Collected data entries:
<<<<

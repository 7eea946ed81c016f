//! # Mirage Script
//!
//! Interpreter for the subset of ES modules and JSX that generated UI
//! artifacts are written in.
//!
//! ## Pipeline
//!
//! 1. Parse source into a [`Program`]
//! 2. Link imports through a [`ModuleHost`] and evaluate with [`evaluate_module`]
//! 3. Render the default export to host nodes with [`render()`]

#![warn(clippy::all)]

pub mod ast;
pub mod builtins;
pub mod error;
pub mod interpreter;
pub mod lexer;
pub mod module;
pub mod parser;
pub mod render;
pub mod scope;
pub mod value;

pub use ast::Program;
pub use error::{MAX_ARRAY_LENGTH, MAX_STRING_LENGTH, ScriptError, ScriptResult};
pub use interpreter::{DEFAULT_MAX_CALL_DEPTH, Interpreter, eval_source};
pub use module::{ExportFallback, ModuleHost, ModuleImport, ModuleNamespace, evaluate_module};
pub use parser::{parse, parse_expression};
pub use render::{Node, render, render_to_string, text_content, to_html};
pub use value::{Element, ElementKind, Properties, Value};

>>>>

TASK DIRECTIONS:
The records above should be restated exactly, line for line.

RESULT:
repository 7eea946ed81c016f
//! # Mirage Script
//!
//! Interpreter for the subset of ES modules and JSX that generated UI
//! artifacts are written in.
//!
//! ## Pipeline
//!
//! 1. Parse source into a [`Program`]
//! 2. Link imports through a [`ModuleHost`] and evaluate with [`evaluate_module`]
//! 3. Render the default export to host nodes with [`render()`]

#![warn(clippy::all)]

pub mod ast;
pub mod builtins;
pub mod error;
pub mod interpreter;
pub mod lexer;
pub mod module;
pub mod parser;
pub mod render;
pub mod scope;
pub mod value;

pub use ast::Program;
pub use error::{MAX_ARRAY_LENGTH, MAX_STRING_LENGTH, ScriptError, ScriptResult};
pub use interpreter::{DEFAULT_MAX_CALL_DEPTH, Interpreter, eval_source};
pub use module::{ExportFallback, ModuleHost, ModuleImport, ModuleNamespace, evaluate_module};
pub use parser::{parse, parse_expression};
pub use render::{Node, render, render_to_string, text_content, to_html};
pub use value::{Element, ElementKind, Properties, Value};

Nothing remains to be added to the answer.